Ce qui ne veut pas dire que ce réseau de tunnels percés à 300 mètres de profondeur soit la future «poubelle nucléaire» de la Suisse. Actuellement, tout stockage de déchets radioactifs y est même interdit. «Mais les roches que l’on trouve ici se retrouvent un peu partout en Suisse», précise Alessio Ferrari. Et l’étude du comportement de la roche sous l’effet des même contraintes que lui imposeraient un stockage de déchets fait aussi partie de son mandat.

Les travaux du LMS sont en partie financés par la NAGRA, la coopérative nationale pour le stockage des déchets radioactifs, pour qui le labo lausannois est le centre de référence dans son domaine.

Aux siècles des siècles

Mais comment être sûr que ce qui est testé aujourd’hui restera valable pour ce qui apparaît comme la moitié d’une éternité ?

Alessio Ferrari est bien conscient du problème: «L’échelle temporelle d’un laboratoire est limitée au maximum à quelques années. Pour la roche, c’est moins grave, parce que 10’000 ans ne sont rien sur une échelle de temps géologique, et on va choisir des roches très stables. Mais pour la bentonite, nous devons extrapoler à partir d’un modèle mathématique».

Si possible sans se tromper. Parce que la conception suisse du dépôt de déchets nucléaires prévoit qu’une fois fermé, on n’y touche plus.

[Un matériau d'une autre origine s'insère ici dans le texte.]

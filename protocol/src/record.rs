//! 对局记录格式
//!
//! 以 JSON 保存两个模型之间的完整对局，便于事后复盘。

use chrono::{DateTime, Utc};
use serde::{Deserialize, Serialize};

use crate::moves::Move;
use crate::piece::Color;

/// 记录版本
pub const RECORD_VERSION: &str = "1.0";

/// 对局结果
#[derive(Debug, Clone, PartialEq, Eq, Serialize, Deserialize)]
#[serde(rename_all = "snake_case", tag = "kind")]
pub enum GameResult {
    /// 吃掉对方的王
    KingCaptured { winner: Color },
    /// 一方无棋可走
    NoLegalMoves { side: Color },
    /// 达到半回合上限
    PlyLimit { plies: u32 },
    /// 回合错误导致对局中止
    Aborted { side: Color, error: String },
}

/// 一方的配置信息
#[derive(Debug, Clone, PartialEq, Eq, Serialize, Deserialize)]
pub struct SideInfo {
    pub model: String,
    #[serde(default, skip_serializing_if = "Option::is_none")]
    pub base_url: Option<String>,
}

/// 对局元数据
#[derive(Debug, Clone, Serialize, Deserialize)]
pub struct GameMetadata {
    pub white: SideInfo,
    pub black: SideInfo,
    pub started_at: DateTime<Utc>,
    #[serde(default, skip_serializing_if = "Option::is_none")]
    pub finished_at: Option<DateTime<Utc>>,
    #[serde(default, skip_serializing_if = "Option::is_none")]
    pub result: Option<GameResult>,
}

/// 单步记录
#[derive(Debug, Clone, Serialize, Deserialize)]
pub struct MoveRecord {
    /// 半回合序号，从 1 开始
    pub ply: u32,
    pub side: Color,
    #[serde(rename = "move")]
    pub mv: Move,
    /// 长代数记法
    pub notation: String,
    /// 本回合实际发出的模型请求数
    pub attempts_used: u32,
    /// 是否为随机兜底走法
    #[serde(default)]
    pub fallback: bool,
    #[serde(default, skip_serializing_if = "Option::is_none")]
    pub note: Option<String>,
}

/// 完整的对局记录
#[derive(Debug, Clone, Serialize, Deserialize)]
pub struct GameRecord {
    pub version: String,
    pub metadata: GameMetadata,
    pub moves: Vec<MoveRecord>,
}

impl GameRecord {
    /// 创建新的对局记录
    pub fn new(white: SideInfo, black: SideInfo) -> Self {
        Self {
            version: RECORD_VERSION.to_string(),
            metadata: GameMetadata {
                white,
                black,
                started_at: Utc::now(),
                finished_at: None,
                result: None,
            },
            moves: Vec::new(),
        }
    }

    /// 添加走法
    pub fn add_move(&mut self, mv: MoveRecord) {
        self.moves.push(mv);
    }

    /// 设置结果并记录结束时间
    pub fn finish(&mut self, result: GameResult) {
        self.metadata.result = Some(result);
        self.metadata.finished_at = Some(Utc::now());
    }

    /// 兜底走法数量
    pub fn fallback_count(&self, side: Color) -> usize {
        self.moves
            .iter()
            .filter(|m| m.side == side && m.fallback)
            .count()
    }

    /// 转换为 JSON 字符串
    pub fn to_json(&self) -> Result<String, serde_json::Error> {
        serde_json::to_string_pretty(self)
    }

    /// 从 JSON 字符串解析
    pub fn from_json(json: &str) -> Result<Self, serde_json::Error> {
        serde_json::from_str(json)
    }
}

Les cinq centrales nucléaires suisses produisent ensemble 75 tonnes de déchets hautement radioactifs par année. Si on les arrête au bout de 50 ans d’exploitation, ces déchets cumulés occuperont 7300 m3, soit le volume de sept maisons familiales. Cela paraît peu, mais la densité de l’uranium fait qu’un morceau de ce métal de la taille d’une brique de lait pèse près de 20 kilos !

La fin des centrales produira encore 60’000 m3 de déchets faiblement et moyennement radioactifs: la moitié due à leur exploitation jusqu’en 2020-2030 et l’autre due à leur démantèlement. Si on y ajoute 33’000 m3 de déchets faiblement et moyennement radioactifs issus de la médecine, de l’industrie et de la recherche, ce sont donc 100’000 m3 de déchets que la Suisse va devoir enterrer.

Un hall de gare. Cela correspond au volume de la partie historique du hall de la gare de Zurich, que l’on traverse avant d’arriver aux quais.

100 watts, de quoi alimenter une grosse ampoule électrique. C’est la puissance maximale de Crocus, le réacteur nucléaire expérimental installé derrière des murs de béton de 1,3 m d’épaisseur au Laboratoire pour la physique des réacteurs et le comportement des systèmes de l’EPFL.

Arrêts fréquents. Sans turbines, ne produisant pas d’électricité, Crocus fonctionne à l’uranium faiblement enrichi et s’arrête automatiquement sitôt que les fissions en cours dans son cœur produisent une puissance de plus de 100 watts. Quelques heures après son arrêt, le niveau de radioactivité tombe tellement bas que l’on peut approcher le cœur sans protection et sans risque.

Didactique. Ce réacteur sert à la formation des futurs ingénieurs nucléaires, qui se forment entre les deux EPF de Zurich et de Lausanne. Actuellement, ils sont une douzaine à suivre le cursus Master, dont la moitié venus de l’étranger.